De acordo com a professora Leomar, o primeiro cuidado que a equipe do SIANEE teve foi de verificar as condições de acessibilidade física, arquitetônica e de mobiliário do Garcez e seu entorno. A coordenadora afirma que o campus é totalmente acessível, com todas as adaptações previstas na legislação brasileira. Logo de início, o aluno teve autorização para gravar todas as aulas, em razão de impossibilidade de escrever.

“Edson realizava suas provas com auxílio de um escriba, colaborador do SIANEE que aplicava as avaliações na sala de apoio do setor. Teve tempo estendido para realização de provas e prazo ampliado para entrega de trabalhos, de acordo com suas necessidades. Na sala do Núcleo de Prática Jurídica (NPJ), uma mesa foi adequada para o discente, de modo a acomodar a sua cadeira de rodas, e um computador foi totalmente adaptado para utilização do aluno”, complementa Leomar.

Para a professora, entre os mais importantes suportes para um aluno com tetraplegia, primeiramente vem a atitude inclusiva de professores e colegas da instituição, significando o início do estabelecimento de uma posição mental e emocional favoráveis ao processo de ensino aprendizagem, além de todas as condições de acessibilidade física.
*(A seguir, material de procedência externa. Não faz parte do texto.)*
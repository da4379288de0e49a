//! Attribute levels and the 0-10 radar scale
//!
//! Catalog entries describe their qualitative traits with a closed set of
//! levels. Each level maps to a radar magnitude through a lookup table, where
//! "lower latency/cost/difficulty/cold start" is the more favorable end and so
//! gets the higher number.
//!
//! `normalize` keeps the free-text rule set for labels that do not come from
//! the catalog. The table below reproduces exactly what `normalize` yields for
//! every level label, including the levels no rule singles out (`Edge-only`,
//! `Easy`, `Hard`, `None` stay at the neutral 5).

use serde::{Deserialize, Serialize};

/// Neutral radar value for labels no rule recognizes
pub const NEUTRAL: u8 = 5;

/// Qualitative level used by catalog attributes
#[derive(Debug, Clone, Copy, Serialize, Deserialize, PartialEq, Eq, Hash)]
pub enum AttributeLevel {
    #[serde(rename = "Ultra Low")]
    UltraLow,
    #[serde(rename = "Very Low")]
    VeryLow,
    Low,
    Medium,
    High,
    #[serde(rename = "Very High")]
    VeryHigh,
    Easy,
    Hard,
    None,
    #[serde(rename = "Edge-only")]
    EdgeOnly,
}

/// Radar lookup table, one row per level
const RADAR_TABLE: [(AttributeLevel, u8); 10] = [
    (AttributeLevel::UltraLow, 10),
    (AttributeLevel::VeryLow, 9),
    (AttributeLevel::Low, 8),
    (AttributeLevel::Medium, 5),
    (AttributeLevel::High, 3),
    (AttributeLevel::VeryHigh, 3),
    (AttributeLevel::Easy, NEUTRAL),
    (AttributeLevel::Hard, NEUTRAL),
    (AttributeLevel::None, NEUTRAL),
    (AttributeLevel::EdgeOnly, NEUTRAL),
];

impl AttributeLevel {
    pub const ALL: [AttributeLevel; 10] = [
        AttributeLevel::UltraLow,
        AttributeLevel::VeryLow,
        AttributeLevel::Low,
        AttributeLevel::Medium,
        AttributeLevel::High,
        AttributeLevel::VeryHigh,
        AttributeLevel::Easy,
        AttributeLevel::Hard,
        AttributeLevel::None,
        AttributeLevel::EdgeOnly,
    ];

    /// Display label, identical to the wire text
    pub fn label(&self) -> &'static str {
        match self {
            AttributeLevel::UltraLow => "Ultra Low",
            AttributeLevel::VeryLow => "Very Low",
            AttributeLevel::Low => "Low",
            AttributeLevel::Medium => "Medium",
            AttributeLevel::High => "High",
            AttributeLevel::VeryHigh => "Very High",
            AttributeLevel::Easy => "Easy",
            AttributeLevel::Hard => "Hard",
            AttributeLevel::None => "None",
            AttributeLevel::EdgeOnly => "Edge-only",
        }
    }

    /// Exact (case-insensitive) label lookup
    pub fn from_label(label: &str) -> Option<Self> {
        Self::ALL
            .into_iter()
            .find(|level| level.label().eq_ignore_ascii_case(label.trim()))
    }

    pub fn radar_value(&self) -> u8 {
        RADAR_TABLE
            .iter()
            .find(|(level, _)| level == self)
            .map(|(_, value)| *value)
            .unwrap_or(NEUTRAL)
    }
}

impl std::fmt::Display for AttributeLevel {
    fn fmt(&self, f: &mut std::fmt::Formatter<'_>) -> std::fmt::Result {
        f.write_str(self.label())
    }
}

/// Map a free-text attribute label onto the 0-10 radar scale.
///
/// Ordered substring rules, first match wins. Unmatched or empty text is
/// neutral. Never fails.
pub fn normalize(label: &str) -> u8 {
    let t = label.to_lowercase();
    let rules: [(&str, u8); 5] = [
        ("ultra low", 10),
        ("very low", 9),
        ("low", 8),
        ("medium", 5),
        ("high", 3),
    ];

    rules
        .iter()
        .find(|(needle, _)| t.contains(needle))
        .map(|(_, value)| *value)
        .unwrap_or(NEUTRAL)
}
“Uma pessoa que se sente acolhida, aprende mais e melhor”, salienta.

 

Os obstáculos superados para a formação

Por um período de um ano e meio, Edson precisou trancar a matrícula do curso, para dar maior atenção à saúde. Desde 2015, ele atua como securitário para a Bradesco Seguros, no cargo de analista assistente de operações. Por isso, transferiu o curso para o período da noite, e participar das aulas passou a ser mais cansativo.
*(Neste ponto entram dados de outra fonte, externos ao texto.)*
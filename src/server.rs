//! HTTP transport for the advisor
//!
//! A deliberately small HTTP/1.1 handler: one request per connection, JSON in,
//! JSON out, permissive CORS. Routing is a pure function over a parsed request
//! so it can be tested without sockets.

use crate::catalog;
use crate::config::ServerConfig;
use crate::engine::RecommendationEngine;
use crate::types::AnalyzeRequest;
use anyhow::Result;
use serde::Serialize;
use serde_json::json;
use std::sync::Arc;
use std::time::Instant;
use thiserror::Error;
use tokio::io::{AsyncBufRead, AsyncBufReadExt, AsyncReadExt, AsyncWriteExt, BufReader};
use tokio::net::{TcpListener, TcpStream};

/// Budget for the request line plus all headers
pub const MAX_HEADER_BYTES: usize = 16 * 1024;

/// A parsed HTTP request
#[derive(Debug, Clone, PartialEq, Eq)]
pub struct HttpRequest {
    pub method: String,
    pub path: String,
    pub body: Vec<u8>,
}

#[derive(Debug, Error)]
pub enum RequestError {
    #[error("connection closed before request line")]
    Empty,
    #[error("malformed request: {0}")]
    Malformed(String),
    #[error("request body of {0} bytes exceeds limit")]
    BodyTooLarge(usize),
    #[error(transparent)]
    Io(std::io::Error),
}

impl From<std::io::Error> for RequestError {
    fn from(e: std::io::Error) -> Self {
        // read_line reports non UTF-8 input as InvalidData
        match e.kind() {
            std::io::ErrorKind::InvalidData => {
                RequestError::Malformed("Request head is not valid UTF-8".to_string())
            }
            _ => RequestError::Io(e),
        }
    }
}

/// A response ready to be written
#[derive(Debug, Clone, PartialEq, Eq)]
pub struct HttpResponse {
    pub status: u16,
    pub body: String,
}

impl HttpResponse {
    pub fn json<T: Serialize>(status: u16, value: &T) -> Self {
        match serde_json::to_string(value) {
            Ok(body) => Self { status, body },
            Err(e) => Self::error(500, &format!("Failed to encode response: {}", e)),
        }
    }

    pub fn error(status: u16, message: &str) -> Self {
        Self {
            status,
            body: json!({ "error": message }).to_string(),
        }
    }

    pub fn no_content() -> Self {
        Self {
            status: 204,
            body: String::new(),
        }
    }

    fn reason(&self) -> &'static str {
        match self.status {
            200 => "OK",
            204 => "No Content",
            400 => "Bad Request",
            404 => "Not Found",
            405 => "Method Not Allowed",
            413 => "Payload Too Large",
            _ => "Internal Server Error",
        }
    }

    pub fn to_bytes(&self) -> Vec<u8> {
        let mut head = format!("HTTP/1.1 {} {}\r\n", self.status, self.reason());
        if !self.body.is_empty() {
            head.push_str("Content-Type: application/json\r\n");
        }
        head.push_str(&format!(
            "Content-Length: {}\r\n\
             Access-Control-Allow-Origin: *\r\n\
             Access-Control-Allow-Methods: GET, POST, OPTIONS\r\n\
             Access-Control-Allow-Headers: Content-Type\r\n\
             Connection: close\r\n\r\n",
            self.body.len()
        ));
        let mut bytes = head.into_bytes();
        bytes.extend_from_slice(self.body.as_bytes());
        bytes
    }
}

/// Bind the configured address and serve until the process exits
pub async fn run(config: ServerConfig) -> Result<()> {
    let listener = TcpListener::bind(config.bind_addr()).await?;
    tracing::info!(
        addr = %config.bind_addr(),
        strict = config.strict_validation,
        "Listening on http://{}/analyze-inference",
        config.bind_addr()
    );
    serve(listener, Arc::new(config)).await
}

/// Accept loop over an already bound listener
pub async fn serve(listener: TcpListener, config: Arc<ServerConfig>) -> Result<()> {
    let engine = RecommendationEngine::new();

    loop {
        let (stream, peer) = listener.accept().await?;
        let config = Arc::clone(&config);

        // Handle each connection
        tokio::spawn(async move {
            if let Err(e) = handle_connection(stream, engine, &config).await {
                tracing::warn!(%peer, "Request error: {}", e);
            }
        });
    }
}

async fn handle_connection(
    mut stream: TcpStream,
    engine: RecommendationEngine,
    config: &ServerConfig,
) -> Result<()> {
    let start = Instant::now();
    let (read_half, mut write_half) = stream.split();
    let mut reader = BufReader::new(read_half);

    let parsed = tokio::time::timeout(
        config.request_timeout,
        read_request(&mut reader, config.max_body_bytes),
    )
    .await;

    let (label, response) = match parsed {
        Err(_) => {
            tracing::warn!("Request timed out after {:?}", config.request_timeout);
            return Ok(());
        }
        Ok(Err(RequestError::Empty)) => return Ok(()),
        Ok(Err(RequestError::BodyTooLarge(len))) => (
            "-".to_string(),
            HttpResponse::error(413, &format!("Request body too large ({} bytes)", len)),
        ),
        Ok(Err(RequestError::Malformed(msg))) => ("-".to_string(), HttpResponse::error(400, &msg)),
        Ok(Err(RequestError::Io(e))) => return Err(e.into()),
        Ok(Ok(request)) => (
            format!("{} {}", request.method, request.path),
            route(&request, &engine, config),
        ),
    };

    write_half.write_all(&response.to_bytes()).await?;
    write_half.flush().await?;

    tracing::info!(
        request = %label,
        status = response.status,
        elapsed_us = start.elapsed().as_micros() as u64,
        "handled"
    );
    Ok(())
}

/// Read one line without letting it grow past the remaining head budget
async fn read_line_capped<R>(
    reader: &mut R,
    line: &mut String,
    budget: &mut usize,
) -> Result<usize, RequestError>
where
    R: AsyncBufRead + Unpin,
{
    let too_large = || RequestError::Malformed("Request head too large".to_string());
    if *budget == 0 {
        return Err(too_large());
    }

    let n = (&mut *reader).take(*budget as u64).read_line(line).await?;
    if n == *budget && !line.ends_with('\n') {
        return Err(too_large());
    }
    *budget -= n;
    Ok(n)
}

/// Read one request: request line, headers, then a Content-Length body
pub async fn read_request<R>(reader: &mut R, max_body: usize) -> Result<HttpRequest, RequestError>
where
    R: AsyncBufRead + Unpin,
{
    let mut budget = MAX_HEADER_BYTES;
    let mut request_line = String::new();
    if read_line_capped(reader, &mut request_line, &mut budget).await? == 0 {
        return Err(RequestError::Empty);
    }

    let mut parts = request_line.split_whitespace();
    let (method, target) = match (parts.next(), parts.next()) {
        (Some(m), Some(t)) => (m.to_uppercase(), t),
        _ => {
            return Err(RequestError::Malformed(format!(
                "Bad request line: {}",
                request_line.trim()
            )))
        }
    };
    let path = target.split('?').next().unwrap_or(target).to_string();

    // Read headers
    let mut content_length: usize = 0;
    loop {
        let mut header = String::new();
        let n = read_line_capped(reader, &mut header, &mut budget).await?;
        if n == 0 || header.trim().is_empty() {
            break;
        }
        if let Some((name, value)) = header.split_once(':') {
            if name.trim().eq_ignore_ascii_case("content-length") {
                content_length = value.trim().parse().map_err(|_| {
                    RequestError::Malformed(format!("Bad Content-Length: {}", value.trim()))
                })?;
            }
        }
    }

    if content_length > max_body {
        return Err(RequestError::BodyTooLarge(content_length));
    }

    // Read body
    let mut body = vec![0u8; content_length];
    if content_length > 0 {
        reader.read_exact(&mut body).await?;
    }

    Ok(HttpRequest { method, path, body })
}

/// Dispatch a parsed request
pub fn route(
    request: &HttpRequest,
    engine: &RecommendationEngine,
    config: &ServerConfig,
) -> HttpResponse {
    match (request.method.as_str(), request.path.as_str()) {
        ("OPTIONS", _) => HttpResponse::no_content(),
        ("POST", "/analyze-inference") => analyze(&request.body, engine, config),
        ("GET", "/catalog") => HttpResponse::json(200, &catalog::list()),
        ("GET", "/health") => HttpResponse::json(200, &json!({ "status": "ok" })),
        (_, "/analyze-inference") | (_, "/catalog") | (_, "/health") => {
            HttpResponse::error(405, &format!("Method {} not allowed", request.method))
        }
        (_, path) => HttpResponse::error(404, &format!("Unknown route: {}", path)),
    }
}

fn analyze(body: &[u8], engine: &RecommendationEngine, config: &ServerConfig) -> HttpResponse {
    // An absent body behaves like an empty object
    let parsed: Result<AnalyzeRequest, _> = if body.iter().all(u8::is_ascii_whitespace) {
        Ok(AnalyzeRequest::default())
    } else {
        serde_json::from_slice(body)
    };

    let request = match parsed {
        Ok(r) => r,
        Err(e) => {
            tracing::debug!("Rejected body: {}", e);
            return HttpResponse::error(400, &format!("Invalid JSON body: {}", e));
        }
    };

    let constraints = request.normalize();
    if config.strict_validation {
        if let Err(e) = constraints.validate() {
            tracing::debug!("Rejected constraints: {}", e);
            return HttpResponse::error(400, e.message());
        }
    }

    let recommendation = engine.recommend(&constraints);
    tracing::debug!(recommended = %recommendation.recommended, "analysis complete");
    HttpResponse::json(200, &recommendation)
}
“O meu dia começava às 5h30 da manhã e só se encerrava às 23h. Trabalhando durante o dia e mais a faculdade no período noturno, eu já não tinha mais tempo para tomar os cuidados básicos para a saúde de uma pessoa com deficiência física motora. A fisioterapia é o principal deles. Tive que trancar o curso, procurar um fisioterapeuta que atendia em casa e realizar alguns exames que estavam pendentes”, conta.

Mesmo assim, Edson não desistiu da graduação e retornou para finalizar o curso. Dos bons momentos, um dos que mais marcaram foi a visita que os professores da Uninter programaram para o Superior Tribunal Federal (STF), em 2017. Edson foi um dos sorteados. Ele lembra da companhia dos professores Rodrigo Monteiro, Hugo Sirena e Tatiana Lauand, além dos diversos alunos da área do Direito.
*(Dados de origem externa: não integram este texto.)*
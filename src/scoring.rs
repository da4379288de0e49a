//! Per-strategy scoring rules
//!
//! Each strategy owns an ordered list of (condition, weight) rules. A request's
//! score for a strategy is the sum of weights whose condition holds; there is
//! no partial credit and no negative weight.
//!
//! The weights are a hand-tuned heuristic carried over unchanged. They are not
//! derived from any cost or latency model.

use crate::catalog::{
    FARGATE_GPU, GREENGRASS_EDGE, LAMBDA_S3, SAGEMAKER_REALTIME, SAGEMAKER_SERVERLESS,
};
use crate::types::{ColdStartTolerance, CostPreference, TrafficPattern, UserConstraints};
use serde::Serialize;

/// A boolean test against one request
#[derive(Debug, Clone, Copy, PartialEq)]
pub enum Condition {
    CostIs(CostPreference),
    TrafficIs(TrafficPattern),
    ColdStartIs(ColdStartTolerance),
    NeedsGpu,
    /// Model size strictly below the threshold (MB). 0 means "no preference" and never matches.
    ModelSizeBelow(f64),
    ModelSizeAbove(f64),
    /// Latency target strictly below the threshold (ms). 0 means "no preference" and never matches.
    LatencyBelow(f64),
}

impl Condition {
    pub fn holds(&self, c: &UserConstraints) -> bool {
        match *self {
            Condition::CostIs(want) => c.cost_preference == want && want != CostPreference::Unspecified,
            Condition::TrafficIs(want) => {
                c.traffic_pattern == want && want != TrafficPattern::Unspecified
            }
            Condition::ColdStartIs(want) => {
                c.cold_start_tolerance == want && want != ColdStartTolerance::Unspecified
            }
            Condition::NeedsGpu => c.needs_gpu,
            Condition::ModelSizeBelow(limit) => below(c.model_size_mb, limit),
            Condition::ModelSizeAbove(limit) => c.model_size_mb > limit,
            Condition::LatencyBelow(limit) => below(c.latency_target_ms, limit),
        }
    }

    /// Short human description, e.g. "cost preference is Low"
    pub fn describe(&self) -> String {
        match self {
            Condition::CostIs(p) => format!("cost preference is {}", p.label()),
            Condition::TrafficIs(t) => format!("traffic pattern is {}", t.label()),
            Condition::ColdStartIs(t) => format!("cold-start tolerance is {}", t.label()),
            Condition::NeedsGpu => "GPU required".to_string(),
            Condition::ModelSizeBelow(mb) => format!("model size under {} MB", mb),
            Condition::ModelSizeAbove(mb) => format!("model size over {} MB", mb),
            Condition::LatencyBelow(ms) => format!("latency target under {} ms", ms),
        }
    }
}

fn below(value: f64, limit: f64) -> bool {
    value > 0.0 && value < limit
}

/// One weighted rule
#[derive(Debug, Clone, Copy, PartialEq)]
pub struct Rule {
    pub condition: Condition,
    pub weight: u32,
}

const fn rule(condition: Condition, weight: u32) -> Rule {
    Rule { condition, weight }
}

const LAMBDA_RULES: &[Rule] = &[
    rule(Condition::CostIs(CostPreference::Low), 3),
    rule(Condition::ModelSizeBelow(150.0), 2),
    rule(Condition::ColdStartIs(ColdStartTolerance::High), 1),
];

const SERVERLESS_RULES: &[Rule] = &[
    rule(Condition::TrafficIs(TrafficPattern::Spiky), 3),
    rule(Condition::CostIs(CostPreference::Medium), 1),
    rule(Condition::ColdStartIs(ColdStartTolerance::Medium), 1),
];

const REALTIME_RULES: &[Rule] = &[
    rule(Condition::LatencyBelow(200.0), 3),
    rule(Condition::ColdStartIs(ColdStartTolerance::Low), 3),
    rule(Condition::TrafficIs(TrafficPattern::Steady), 2),
];

const FARGATE_RULES: &[Rule] = &[
    rule(Condition::NeedsGpu, 4),
    rule(Condition::ModelSizeAbove(350.0), 3),
    rule(Condition::TrafficIs(TrafficPattern::Burst), 2),
];

const GREENGRASS_RULES: &[Rule] = &[
    rule(Condition::TrafficIs(TrafficPattern::Offline), 5),
    rule(Condition::LatencyBelow(100.0), 2),
];

/// Rule table for a strategy id. Unknown ids have no rules and always score 0.
pub fn rules_for(id: &str) -> &'static [Rule] {
    match id {
        LAMBDA_S3 => LAMBDA_RULES,
        SAGEMAKER_SERVERLESS => SERVERLESS_RULES,
        SAGEMAKER_REALTIME => REALTIME_RULES,
        FARGATE_GPU => FARGATE_RULES,
        GREENGRASS_EDGE => GREENGRASS_RULES,
        _ => &[],
    }
}

/// Sum of weights of the rules that hold
pub fn score(rules: &[Rule], constraints: &UserConstraints) -> u32 {
    rules
        .iter()
        .filter(|r| r.condition.holds(constraints))
        .map(|r| r.weight)
        .sum()
}

/// Outcome of a single rule, for explaining a score
#[derive(Debug, Clone, Serialize, PartialEq, Eq)]
pub struct RuleOutcome {
    pub rule: String,
    pub weight: u32,
    pub matched: bool,
}

/// Evaluate every rule of a strategy and report which fired.
///
/// The matched weights always add up to `score(rules_for(id), constraints)`.
pub fn explain(id: &str, constraints: &UserConstraints) -> Vec<RuleOutcome> {
    rules_for(id)
        .iter()
        .map(|r| RuleOutcome {
            rule: r.condition.describe(),
            weight: r.weight,
            matched: r.condition.holds(constraints),
        })
        .collect()
}

#[cfg(test)]
mod tests {
    use super::*;
    use crate::catalog;

    fn constraints() -> UserConstraints {
        UserConstraints::default()
    }

    #[test]
    fn test_every_catalog_entry_has_rules() {
        for s in catalog::list() {
            assert!(!rules_for(s.id).is_empty(), "{} has no rules", s.id);
        }
        assert!(rules_for("Bare Metal").is_empty());
    }

    #[test]
    fn test_lambda_rules() {
        let mut c = constraints();
        c.cost_preference = CostPreference::Low;
        c.model_size_mb = 100.0;
        c.cold_start_tolerance = ColdStartTolerance::High;
        assert_eq!(score(rules_for(LAMBDA_S3), &c), 6);

        c.model_size_mb = 150.0;
        assert_eq!(score(rules_for(LAMBDA_S3), &c), 4);
    }

    #[test]
    fn test_serverless_rules() {
        let mut c = constraints();
        c.traffic_pattern = TrafficPattern::Spiky;
        c.cost_preference = CostPreference::Medium;
        c.cold_start_tolerance = ColdStartTolerance::Medium;
        assert_eq!(score(rules_for(SAGEMAKER_SERVERLESS), &c), 5);
    }

    #[test]
    fn test_realtime_rules() {
        let mut c = constraints();
        c.latency_target_ms = 199.0;
        c.cold_start_tolerance = ColdStartTolerance::Low;
        c.traffic_pattern = TrafficPattern::Steady;
        assert_eq!(score(rules_for(SAGEMAKER_REALTIME), &c), 8);

        c.latency_target_ms = 200.0;
        assert_eq!(score(rules_for(SAGEMAKER_REALTIME), &c), 5);
    }

    #[test]
    fn test_fargate_rules() {
        let mut c = constraints();
        c.needs_gpu = true;
        c.model_size_mb = 351.0;
        c.traffic_pattern = TrafficPattern::Burst;
        assert_eq!(score(rules_for(FARGATE_GPU), &c), 9);

        c.model_size_mb = 350.0;
        assert_eq!(score(rules_for(FARGATE_GPU), &c), 6);
    }

    #[test]
    fn test_greengrass_rules() {
        let mut c = constraints();
        c.traffic_pattern = TrafficPattern::Offline;
        c.latency_target_ms = 50.0;
        assert_eq!(score(rules_for(GREENGRASS_EDGE), &c), 7);
    }

    #[test]
    fn test_zero_measurements_match_nothing() {
        let c = constraints();
        for s in catalog::list() {
            assert_eq!(score(rules_for(s.id), &c), 0, "{} scored at zero input", s.id);
        }
    }

    #[test]
    fn test_negative_measurements_are_no_preference() {
        let mut c = constraints();
        c.model_size_mb = -10.0;
        c.latency_target_ms = -1.0;
        assert!(!Condition::ModelSizeBelow(150.0).holds(&c));
        assert!(!Condition::LatencyBelow(100.0).holds(&c));
        assert!(!Condition::ModelSizeAbove(350.0).holds(&c));
    }

    #[test]
    fn test_explain_sums_to_score() {
        let mut c = constraints();
        c.cost_preference = CostPreference::Low;
        c.model_size_mb = 500.0;
        c.cold_start_tolerance = ColdStartTolerance::High;

        let outcomes = explain(LAMBDA_S3, &c);
        assert_eq!(outcomes.len(), 3);
        assert!(outcomes[0].matched);
        assert!(!outcomes[1].matched);
        assert!(outcomes[2].matched);
        assert_eq!(outcomes[0].rule, "cost preference is Low");

        let total: u32 = outcomes.iter().filter(|o| o.matched).map(|o| o.weight).sum();
        assert_eq!(total, score(rules_for(LAMBDA_S3), &c));
    }

    #[test]
    fn test_describe_thresholds() {
        assert_eq!(
            Condition::ModelSizeBelow(150.0).describe(),
            "model size under 150 MB"
        );
        assert_eq!(Condition::LatencyBelow(100.0).describe(), "latency target under 100 ms");
        assert_eq!(Condition::NeedsGpu.describe(), "GPU required");
    }
}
Mas os anos finais também foram marcados por períodos delicados. Em julho de 2020, já na reta final, Edson foi acometido por um problema pulmonar, causado por uma infecção generalizada, que o deixou internado na unidade de terapia intensiva (UTI) por 40 dias.

“Os médicos tiveram que fazer uma traqueostomia para salvar a minha vida. Após retornar para minha casa, permaneci em internamento domiciliar, usando aparelho de respiração e traqueostomia”, lembra.

A solicitação de tratamento especial foi prontamente atendida pela coordenação do curso de Direito. Assim que voltou a ficar sentado na cadeira de rodas, Edson retomou os estudos, que finalizou em dezembro de 2021, ainda em internamento domiciliar.

 

Diferencial Uninter

Para Edson, as graduações realizadas na Uninter significaram melhores oportunidades de trabalho.

“Antes da minha primeira graduação as propostas de emprego eram de baixa remuneração e em funções que não me permitiam trabalhar, pois basicamente se resumia a trabalhos manuais. Logo após a graduação, as propostas foram muito melhores financeiramente e em serviços administrativos”, afirma.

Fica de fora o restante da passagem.